Action item: In the data below, the answer is the run of lines from the line containing "filename crates/core/src/lib.rs" through the line containing "ApiError::Bridge(err) => match", both included; print it exactly and nothing else.

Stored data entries
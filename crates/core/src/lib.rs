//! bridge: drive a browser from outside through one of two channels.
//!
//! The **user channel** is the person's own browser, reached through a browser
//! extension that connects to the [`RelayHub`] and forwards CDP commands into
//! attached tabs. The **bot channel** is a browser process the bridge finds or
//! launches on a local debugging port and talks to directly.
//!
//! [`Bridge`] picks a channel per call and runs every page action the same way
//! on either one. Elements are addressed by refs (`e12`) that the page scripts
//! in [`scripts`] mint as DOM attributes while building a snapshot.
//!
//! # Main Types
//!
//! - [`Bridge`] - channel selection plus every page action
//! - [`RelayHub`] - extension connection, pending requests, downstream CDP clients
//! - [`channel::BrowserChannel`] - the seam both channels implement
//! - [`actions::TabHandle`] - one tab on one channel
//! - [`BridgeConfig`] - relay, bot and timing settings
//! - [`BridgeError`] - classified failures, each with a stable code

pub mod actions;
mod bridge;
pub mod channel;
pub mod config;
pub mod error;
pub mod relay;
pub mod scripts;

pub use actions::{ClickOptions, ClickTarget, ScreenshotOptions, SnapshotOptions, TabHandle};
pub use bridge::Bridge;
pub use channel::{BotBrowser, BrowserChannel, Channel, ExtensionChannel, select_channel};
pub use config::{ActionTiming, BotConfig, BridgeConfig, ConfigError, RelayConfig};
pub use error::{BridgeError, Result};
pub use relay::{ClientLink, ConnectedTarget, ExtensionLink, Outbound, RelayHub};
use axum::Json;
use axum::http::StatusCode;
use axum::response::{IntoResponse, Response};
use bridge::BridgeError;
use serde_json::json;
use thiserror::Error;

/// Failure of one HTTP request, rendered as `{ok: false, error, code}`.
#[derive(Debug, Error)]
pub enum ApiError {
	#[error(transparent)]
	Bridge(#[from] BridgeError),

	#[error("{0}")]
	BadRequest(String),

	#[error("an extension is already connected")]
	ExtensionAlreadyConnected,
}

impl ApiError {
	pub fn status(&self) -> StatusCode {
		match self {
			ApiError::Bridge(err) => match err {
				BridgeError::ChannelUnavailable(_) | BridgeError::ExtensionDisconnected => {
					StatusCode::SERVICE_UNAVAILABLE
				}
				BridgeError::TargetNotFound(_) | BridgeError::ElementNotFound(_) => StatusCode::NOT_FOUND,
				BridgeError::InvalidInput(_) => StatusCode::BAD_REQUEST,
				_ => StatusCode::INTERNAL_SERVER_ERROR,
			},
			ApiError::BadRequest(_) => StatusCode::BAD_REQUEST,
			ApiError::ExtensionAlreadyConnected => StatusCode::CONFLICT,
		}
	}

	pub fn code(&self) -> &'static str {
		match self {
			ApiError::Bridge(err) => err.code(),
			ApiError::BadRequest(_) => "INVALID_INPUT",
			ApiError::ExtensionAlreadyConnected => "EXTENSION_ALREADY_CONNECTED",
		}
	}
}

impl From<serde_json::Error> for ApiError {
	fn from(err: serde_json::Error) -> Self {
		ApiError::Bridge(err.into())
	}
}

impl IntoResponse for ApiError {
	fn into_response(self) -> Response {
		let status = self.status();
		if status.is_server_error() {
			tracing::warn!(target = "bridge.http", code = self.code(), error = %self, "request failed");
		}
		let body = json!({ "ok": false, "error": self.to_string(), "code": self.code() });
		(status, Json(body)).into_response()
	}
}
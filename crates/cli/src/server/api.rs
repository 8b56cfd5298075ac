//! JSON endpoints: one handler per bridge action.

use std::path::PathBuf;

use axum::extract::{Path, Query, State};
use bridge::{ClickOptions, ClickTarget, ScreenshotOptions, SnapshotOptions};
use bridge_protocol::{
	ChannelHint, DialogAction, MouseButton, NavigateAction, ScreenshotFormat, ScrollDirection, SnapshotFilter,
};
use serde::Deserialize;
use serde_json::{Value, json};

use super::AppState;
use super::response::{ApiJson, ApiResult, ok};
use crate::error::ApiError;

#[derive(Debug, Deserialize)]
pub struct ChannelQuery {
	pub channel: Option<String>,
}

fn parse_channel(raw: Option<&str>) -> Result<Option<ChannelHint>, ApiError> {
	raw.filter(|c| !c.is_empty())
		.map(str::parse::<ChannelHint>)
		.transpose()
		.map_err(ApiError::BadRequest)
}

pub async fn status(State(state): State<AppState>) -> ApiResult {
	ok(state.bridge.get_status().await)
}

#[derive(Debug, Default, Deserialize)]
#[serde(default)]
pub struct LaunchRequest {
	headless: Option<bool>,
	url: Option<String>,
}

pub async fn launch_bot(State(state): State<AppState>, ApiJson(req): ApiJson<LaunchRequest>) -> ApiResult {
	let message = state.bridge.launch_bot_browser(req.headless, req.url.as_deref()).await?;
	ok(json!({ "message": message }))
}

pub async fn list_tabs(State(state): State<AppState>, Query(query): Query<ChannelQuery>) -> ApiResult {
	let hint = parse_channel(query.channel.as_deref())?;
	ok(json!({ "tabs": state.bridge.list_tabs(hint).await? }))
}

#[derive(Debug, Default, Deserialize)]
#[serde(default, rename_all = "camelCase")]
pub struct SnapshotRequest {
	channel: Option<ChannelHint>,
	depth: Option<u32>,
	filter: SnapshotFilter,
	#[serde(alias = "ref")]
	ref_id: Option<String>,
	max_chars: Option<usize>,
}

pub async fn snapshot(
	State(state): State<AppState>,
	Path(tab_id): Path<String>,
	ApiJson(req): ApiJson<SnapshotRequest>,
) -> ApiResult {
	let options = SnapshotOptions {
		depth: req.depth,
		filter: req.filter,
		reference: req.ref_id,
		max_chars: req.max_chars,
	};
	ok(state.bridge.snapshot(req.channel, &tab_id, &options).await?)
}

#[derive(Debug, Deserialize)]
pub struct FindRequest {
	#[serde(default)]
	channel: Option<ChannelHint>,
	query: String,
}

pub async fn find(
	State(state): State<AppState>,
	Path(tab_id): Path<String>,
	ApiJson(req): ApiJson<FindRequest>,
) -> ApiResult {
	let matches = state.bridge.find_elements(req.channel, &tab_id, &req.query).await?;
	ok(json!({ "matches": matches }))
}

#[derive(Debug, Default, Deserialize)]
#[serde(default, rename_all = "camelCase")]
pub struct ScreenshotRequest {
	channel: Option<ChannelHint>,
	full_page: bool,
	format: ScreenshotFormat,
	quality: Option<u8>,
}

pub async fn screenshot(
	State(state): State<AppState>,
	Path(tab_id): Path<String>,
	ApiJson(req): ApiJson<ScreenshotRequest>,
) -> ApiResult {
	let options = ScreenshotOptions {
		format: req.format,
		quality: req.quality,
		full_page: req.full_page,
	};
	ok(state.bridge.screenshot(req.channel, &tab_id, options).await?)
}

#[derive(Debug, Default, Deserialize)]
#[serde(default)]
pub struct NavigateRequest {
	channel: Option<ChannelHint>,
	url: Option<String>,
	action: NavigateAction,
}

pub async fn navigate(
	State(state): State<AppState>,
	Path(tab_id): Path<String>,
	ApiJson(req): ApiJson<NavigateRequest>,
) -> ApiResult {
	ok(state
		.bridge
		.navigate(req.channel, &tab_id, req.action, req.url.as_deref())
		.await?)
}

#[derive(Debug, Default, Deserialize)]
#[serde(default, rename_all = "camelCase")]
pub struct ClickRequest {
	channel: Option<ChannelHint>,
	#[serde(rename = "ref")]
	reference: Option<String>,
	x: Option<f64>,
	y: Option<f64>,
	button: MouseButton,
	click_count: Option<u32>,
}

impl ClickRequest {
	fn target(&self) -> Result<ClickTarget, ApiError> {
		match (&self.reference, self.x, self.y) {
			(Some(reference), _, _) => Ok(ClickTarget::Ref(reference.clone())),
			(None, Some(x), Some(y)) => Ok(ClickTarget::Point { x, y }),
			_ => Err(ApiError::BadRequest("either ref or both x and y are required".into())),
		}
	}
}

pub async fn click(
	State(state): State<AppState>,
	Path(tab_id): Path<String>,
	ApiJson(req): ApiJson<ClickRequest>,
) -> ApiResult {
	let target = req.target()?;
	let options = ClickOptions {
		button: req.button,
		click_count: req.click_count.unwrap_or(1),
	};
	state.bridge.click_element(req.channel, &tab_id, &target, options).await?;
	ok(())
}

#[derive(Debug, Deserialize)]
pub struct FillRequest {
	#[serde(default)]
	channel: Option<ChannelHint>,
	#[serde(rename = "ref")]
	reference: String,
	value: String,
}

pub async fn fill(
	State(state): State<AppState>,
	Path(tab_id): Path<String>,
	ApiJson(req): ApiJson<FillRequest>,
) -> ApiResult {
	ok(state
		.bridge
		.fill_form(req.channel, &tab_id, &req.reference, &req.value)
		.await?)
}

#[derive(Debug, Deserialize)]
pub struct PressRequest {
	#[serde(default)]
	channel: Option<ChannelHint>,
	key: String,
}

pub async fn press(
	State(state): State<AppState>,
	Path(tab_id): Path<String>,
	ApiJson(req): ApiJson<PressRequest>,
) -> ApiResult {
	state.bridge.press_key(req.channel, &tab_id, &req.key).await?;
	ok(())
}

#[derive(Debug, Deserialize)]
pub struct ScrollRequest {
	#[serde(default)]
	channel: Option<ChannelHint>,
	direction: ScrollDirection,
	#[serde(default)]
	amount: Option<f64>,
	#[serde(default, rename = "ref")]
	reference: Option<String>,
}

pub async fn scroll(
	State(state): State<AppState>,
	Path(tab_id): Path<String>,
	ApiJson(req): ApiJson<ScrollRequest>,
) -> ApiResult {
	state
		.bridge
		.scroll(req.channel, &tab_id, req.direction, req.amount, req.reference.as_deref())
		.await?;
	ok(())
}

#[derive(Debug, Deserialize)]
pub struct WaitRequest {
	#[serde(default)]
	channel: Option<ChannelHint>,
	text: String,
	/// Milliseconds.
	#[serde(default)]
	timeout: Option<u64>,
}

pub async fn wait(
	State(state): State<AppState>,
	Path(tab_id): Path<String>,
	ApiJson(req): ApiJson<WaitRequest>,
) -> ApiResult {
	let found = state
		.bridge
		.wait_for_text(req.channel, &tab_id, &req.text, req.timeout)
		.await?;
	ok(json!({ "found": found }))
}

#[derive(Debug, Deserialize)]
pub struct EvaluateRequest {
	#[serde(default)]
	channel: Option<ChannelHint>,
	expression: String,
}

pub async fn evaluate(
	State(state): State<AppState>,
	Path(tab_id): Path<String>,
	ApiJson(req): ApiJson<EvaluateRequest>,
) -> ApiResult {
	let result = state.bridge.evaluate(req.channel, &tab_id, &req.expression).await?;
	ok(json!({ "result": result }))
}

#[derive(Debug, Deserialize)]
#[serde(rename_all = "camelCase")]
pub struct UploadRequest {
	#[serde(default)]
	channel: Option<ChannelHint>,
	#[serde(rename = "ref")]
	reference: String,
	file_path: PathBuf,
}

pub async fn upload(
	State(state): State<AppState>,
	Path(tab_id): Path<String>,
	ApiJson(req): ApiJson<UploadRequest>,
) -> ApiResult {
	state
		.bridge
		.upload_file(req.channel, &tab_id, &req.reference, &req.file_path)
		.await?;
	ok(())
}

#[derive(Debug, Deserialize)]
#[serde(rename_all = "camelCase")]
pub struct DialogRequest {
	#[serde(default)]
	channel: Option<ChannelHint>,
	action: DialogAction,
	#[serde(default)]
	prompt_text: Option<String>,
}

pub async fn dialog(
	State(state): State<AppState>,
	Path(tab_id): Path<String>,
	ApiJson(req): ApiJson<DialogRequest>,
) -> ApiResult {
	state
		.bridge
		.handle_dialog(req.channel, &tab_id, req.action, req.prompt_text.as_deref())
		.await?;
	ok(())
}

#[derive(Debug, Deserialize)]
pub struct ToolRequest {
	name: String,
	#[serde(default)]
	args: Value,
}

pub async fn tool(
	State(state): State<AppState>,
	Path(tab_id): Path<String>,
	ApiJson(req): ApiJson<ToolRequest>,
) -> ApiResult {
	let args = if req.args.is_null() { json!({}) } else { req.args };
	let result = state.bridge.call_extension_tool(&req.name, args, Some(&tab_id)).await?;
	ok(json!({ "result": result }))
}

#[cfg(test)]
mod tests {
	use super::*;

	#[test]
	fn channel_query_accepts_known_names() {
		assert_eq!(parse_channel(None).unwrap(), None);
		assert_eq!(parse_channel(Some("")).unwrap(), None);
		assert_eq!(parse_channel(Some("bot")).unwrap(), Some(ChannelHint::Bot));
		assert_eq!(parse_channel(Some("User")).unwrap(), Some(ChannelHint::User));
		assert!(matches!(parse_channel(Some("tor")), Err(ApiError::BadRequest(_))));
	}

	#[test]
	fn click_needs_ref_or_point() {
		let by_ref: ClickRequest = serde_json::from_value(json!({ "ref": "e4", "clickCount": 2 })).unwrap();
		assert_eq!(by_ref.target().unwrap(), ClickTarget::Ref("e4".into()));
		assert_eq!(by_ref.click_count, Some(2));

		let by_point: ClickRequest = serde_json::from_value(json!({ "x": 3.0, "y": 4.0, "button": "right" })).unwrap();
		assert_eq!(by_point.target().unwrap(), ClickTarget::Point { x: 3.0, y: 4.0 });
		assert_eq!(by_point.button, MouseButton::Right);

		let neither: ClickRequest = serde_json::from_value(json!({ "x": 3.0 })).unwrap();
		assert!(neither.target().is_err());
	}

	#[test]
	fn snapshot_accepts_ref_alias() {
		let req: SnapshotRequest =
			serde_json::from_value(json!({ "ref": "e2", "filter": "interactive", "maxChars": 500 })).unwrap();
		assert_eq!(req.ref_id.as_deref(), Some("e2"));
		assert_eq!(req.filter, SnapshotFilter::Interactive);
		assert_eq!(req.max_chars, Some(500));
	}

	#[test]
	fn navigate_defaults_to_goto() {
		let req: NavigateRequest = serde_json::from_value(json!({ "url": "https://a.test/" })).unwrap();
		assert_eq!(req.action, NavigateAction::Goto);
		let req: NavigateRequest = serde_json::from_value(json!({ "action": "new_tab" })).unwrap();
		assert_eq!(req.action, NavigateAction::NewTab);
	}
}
* * *
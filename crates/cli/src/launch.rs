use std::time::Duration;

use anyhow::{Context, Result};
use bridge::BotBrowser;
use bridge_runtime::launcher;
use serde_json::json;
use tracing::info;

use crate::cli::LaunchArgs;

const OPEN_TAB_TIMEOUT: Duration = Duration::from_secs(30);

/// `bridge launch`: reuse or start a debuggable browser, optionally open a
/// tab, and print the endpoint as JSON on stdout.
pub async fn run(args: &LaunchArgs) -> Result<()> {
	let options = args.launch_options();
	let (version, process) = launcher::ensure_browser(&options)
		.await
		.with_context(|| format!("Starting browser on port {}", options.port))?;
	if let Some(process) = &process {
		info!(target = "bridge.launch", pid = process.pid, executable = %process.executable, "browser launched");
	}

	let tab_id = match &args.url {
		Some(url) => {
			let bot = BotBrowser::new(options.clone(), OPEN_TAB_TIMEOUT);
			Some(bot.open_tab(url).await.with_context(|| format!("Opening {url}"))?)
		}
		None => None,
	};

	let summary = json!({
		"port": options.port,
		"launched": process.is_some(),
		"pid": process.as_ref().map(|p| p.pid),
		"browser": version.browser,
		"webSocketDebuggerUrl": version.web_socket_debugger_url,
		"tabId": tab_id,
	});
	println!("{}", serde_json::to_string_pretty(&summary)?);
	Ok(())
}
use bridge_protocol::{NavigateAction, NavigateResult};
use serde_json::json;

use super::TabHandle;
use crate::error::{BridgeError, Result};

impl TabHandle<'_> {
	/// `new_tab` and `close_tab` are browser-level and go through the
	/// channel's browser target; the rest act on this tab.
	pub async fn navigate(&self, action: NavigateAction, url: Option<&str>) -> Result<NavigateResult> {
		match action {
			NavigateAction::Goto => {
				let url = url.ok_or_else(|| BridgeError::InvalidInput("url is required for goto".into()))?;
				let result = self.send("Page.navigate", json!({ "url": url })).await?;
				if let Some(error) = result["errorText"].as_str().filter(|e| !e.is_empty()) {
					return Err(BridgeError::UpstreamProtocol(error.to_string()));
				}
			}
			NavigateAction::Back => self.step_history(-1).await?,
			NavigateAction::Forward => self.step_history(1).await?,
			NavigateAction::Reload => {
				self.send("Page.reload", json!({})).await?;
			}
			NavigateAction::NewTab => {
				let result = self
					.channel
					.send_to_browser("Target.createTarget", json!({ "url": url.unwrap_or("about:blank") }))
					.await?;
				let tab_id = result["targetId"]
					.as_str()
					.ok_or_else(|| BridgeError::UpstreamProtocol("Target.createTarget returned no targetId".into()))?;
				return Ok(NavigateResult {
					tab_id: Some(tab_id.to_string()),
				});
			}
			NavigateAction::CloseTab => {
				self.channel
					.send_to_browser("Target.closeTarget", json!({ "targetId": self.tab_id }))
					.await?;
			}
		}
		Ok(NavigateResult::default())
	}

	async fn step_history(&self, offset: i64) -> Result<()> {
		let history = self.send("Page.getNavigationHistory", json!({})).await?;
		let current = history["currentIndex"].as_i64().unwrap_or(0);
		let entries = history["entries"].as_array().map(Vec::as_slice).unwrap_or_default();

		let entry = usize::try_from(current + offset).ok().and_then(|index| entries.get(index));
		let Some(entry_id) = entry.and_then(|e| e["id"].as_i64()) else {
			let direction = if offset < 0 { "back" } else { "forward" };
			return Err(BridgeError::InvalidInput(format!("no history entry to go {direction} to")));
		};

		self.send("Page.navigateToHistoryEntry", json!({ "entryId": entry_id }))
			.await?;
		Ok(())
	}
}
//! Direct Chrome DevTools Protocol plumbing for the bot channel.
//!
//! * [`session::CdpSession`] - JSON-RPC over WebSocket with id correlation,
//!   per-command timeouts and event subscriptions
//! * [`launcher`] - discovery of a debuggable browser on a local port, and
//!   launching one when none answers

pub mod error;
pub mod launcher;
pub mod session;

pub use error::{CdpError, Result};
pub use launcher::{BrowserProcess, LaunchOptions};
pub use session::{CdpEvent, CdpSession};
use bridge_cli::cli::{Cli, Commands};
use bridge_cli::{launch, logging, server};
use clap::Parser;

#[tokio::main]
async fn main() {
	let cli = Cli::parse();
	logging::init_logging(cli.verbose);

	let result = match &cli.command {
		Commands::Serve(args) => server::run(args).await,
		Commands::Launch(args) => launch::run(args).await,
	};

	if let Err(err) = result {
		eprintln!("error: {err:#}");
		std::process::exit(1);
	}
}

Solution for this problem:
filename crates/core/src/lib.rs
//! bridge: drive a browser from outside through one of two channels.
//!
//! The **user channel** is the person's own browser, reached through a browser
//! extension that connects to the [`RelayHub`] and forwards CDP commands into
//! attached tabs. The **bot channel** is a browser process the bridge finds or
//! launches on a local debugging port and talks to directly.
//!
//! [`Bridge`] picks a channel per call and runs every page action the same way
//! on either one. Elements are addressed by refs (`e12`) that the page scripts
//! in [`scripts`] mint as DOM attributes while building a snapshot.
//!
//! # Main Types
//!
//! - [`Bridge`] - channel selection plus every page action
//! - [`RelayHub`] - extension connection, pending requests, downstream CDP clients
//! - [`channel::BrowserChannel`] - the seam both channels implement
//! - [`actions::TabHandle`] - one tab on one channel
//! - [`BridgeConfig`] - relay, bot and timing settings
//! - [`BridgeError`] - classified failures, each with a stable code

pub mod actions;
mod bridge;
pub mod channel;
pub mod config;
pub mod error;
pub mod relay;
pub mod scripts;

pub use actions::{ClickOptions, ClickTarget, ScreenshotOptions, SnapshotOptions, TabHandle};
pub use bridge::Bridge;
pub use channel::{BotBrowser, BrowserChannel, Channel, ExtensionChannel, select_channel};
pub use config::{ActionTiming, BotConfig, BridgeConfig, ConfigError, RelayConfig};
pub use error::{BridgeError, Result};
pub use relay::{ClientLink, ConnectedTarget, ExtensionLink, Outbound, RelayHub};
use axum::Json;
use axum::http::StatusCode;
use axum::response::{IntoResponse, Response};
use bridge::BridgeError;
use serde_json::json;
use thiserror::Error;

/// Failure of one HTTP request, rendered as `{ok: false, error, code}`.
#[derive(Debug, Error)]
pub enum ApiError {
	#[error(transparent)]
	Bridge(#[from] BridgeError),

	#[error("{0}")]
	BadRequest(String),

	#[error("an extension is already connected")]
	ExtensionAlreadyConnected,
}

impl ApiError {
	pub fn status(&self) -> StatusCode {
		match self {
			ApiError::Bridge(err) => match err {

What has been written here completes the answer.